After two years in Schuyler, where his mother worked in a meatpacking plant, the family moved to Columbus. The Garcias again found themselves part of a small minority community.
“Being a Latino newcomer, especially to those small towns, there’s a lot of good experiences and there’s a lot of bad experiences as well,” he said. “I don’t like to dwell on the bad experiences but they did happen. Of course, there’s a lot of racism in smaller towns, going as far as violent acts I saw towards my friends. Luckily no physical violence was done to me but there were things like random yelling at me and my family.
“But there’s a lot of good things that came from living in those small towns. It’s a great peaceful atmosphere. Most of my friends were Caucasian and I learned a lot from them and their families. And I am bicultural as far as having that small town Nebraska experience and learning the cultures of my parents.”
His father’s from Mexico and his step-father’s from Guatemala.

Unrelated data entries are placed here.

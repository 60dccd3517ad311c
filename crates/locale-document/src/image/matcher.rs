// SPDX-License-Identifier: PMPL-1.0-or-later
// Copyright (c) 2026 Jonathan D.A. Jewell (hyperpolymath) <jonathan.jewell@open.ac.uk>
//
// Placeholder matching by image content. Names never take part: a logo is
// recognised only by its fingerprint.

use locale_core::error::Result;
use locale_core::types::Fingerprint;
use tracing::debug;

use super::processor::ImageProcessor;

/// Fingerprint of encoded image bytes.
pub fn fingerprint(image_bytes: &[u8]) -> Result<Fingerprint> {
    Ok(ImageProcessor::from_bytes(image_bytes)?.average_hash())
}

/// First candidate whose fingerprint equals `reference` exactly.
///
/// Candidates that do not decode (vector formats, corrupt data) are passed
/// over.
pub fn find_match<'a, I>(candidates: I, reference: &Fingerprint) -> Option<&'a str>
where
    I: IntoIterator<Item = (&'a str, &'a [u8])>,
{
    for (name, bytes) in candidates {
        match fingerprint(bytes) {
            Ok(candidate) if candidate.matches(reference) => return Some(name),
            Ok(candidate) => {
                debug!(member = name, fingerprint = %candidate, "no match");
            }
            Err(err) => {
                debug!(member = name, error = %err, "candidate not decodable");
            }
        }
    }
    None
}
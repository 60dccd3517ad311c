// SPDX-License-Identifier: PMPL-1.0-or-later
// Copyright (c) 2026 Jonathan D.A. Jewell (hyperpolymath) <jonathan.jewell@open.ac.uk>
//
// LOCALE — Core types and error definitions shared across all crates.

pub mod config;
pub mod error;
pub mod human_errors;
pub mod types;

pub use config::LocaleConfig;
pub use error::LocaleError;
pub use types::*;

His dad’s been out of his life for some time, his mother only remarried a few years ago and his brothers don’t share his passion for education. His mom pushed him to achieve.
“She’s always promoted my getting an education and she’s been there for me through my process,” he said. “She always wanted me to get those straight As and that really influenced my desire for knowledge in general, something that’s very big in my life. I love to read — history, literature. I have a passion for knowledge and learning.”
His interest in politics and government was stoked by the events of 9/11. He became a news junkie fixated on U.S. policies, issues. Upon graduating high school and enrolling at UNO his interest shifted to events closer to home. Two important figures in his life became UNO’s Lourdes Gouveia and Jonathan Benjamin-Alvarado, who gave direction to his social justice bent.
“They got me involved in some political and voter mobilization campaigns. I learned a lot about policy that directly affects the Latino community. So they’ve definitely been mentors to me. I appreciate both of them.”
Garcia became an advocate and organizer with grassroots initiatives aimed at overturning anti-immigrant legislation. His role: educating the community about the impact of bills and encouraging people to participate by letting their voices be heard.
“I have a passion and a drive to just help people, stand up for them, in an educated and professional manner of course. I need to be informed on the topics.”
He worked with the American Civil Liberties Union, the Office of Latino/Latin American Studies, the Anti-Defamation League and the United States Hispanic Leadership Institute. His interest and experience coalesced when he worked on the Suttle campaign doing bilingual phone calls, canvasing South 24th St. and connecting then-candidate Suttle with local Latino leaders.
After Suttle’s victory Garcia posed ideas to the new mayor and staff about interacting with the Latino community and they liked his ideas so much, he said, “they offered me a position.” He chairs the South Omaha Advisory Committee he created himself.
“One of my main objectives coming into this is just making sure people within the community have a direct line of communication to the mayor’s office,” said Garcia. “Some people feel detached from government, that it’s hard to get straight answers, so I wanted to make sure people felt they could contact us directly and they had a source that would reliably reply to them.
Since the mayor can’t be everywhere, as a community liaison I can go to meetings for him. That’s a big part of it, being in the community, seeing what the needs are, what the happenings are.
“That’s why it’s so important to meet so many organizations and people, so they can feel comfortable that if they have any question they can just call me and they will get an answer. Sometimes I’ll join a committee or a board just to be at the ground level in the community with some projects, helping out in whatever we can utilizing city services.”
There’s no where he’d rather be.
“Doing community service is just something I love to do, so to incorporate it into my job, that’s beautiful.”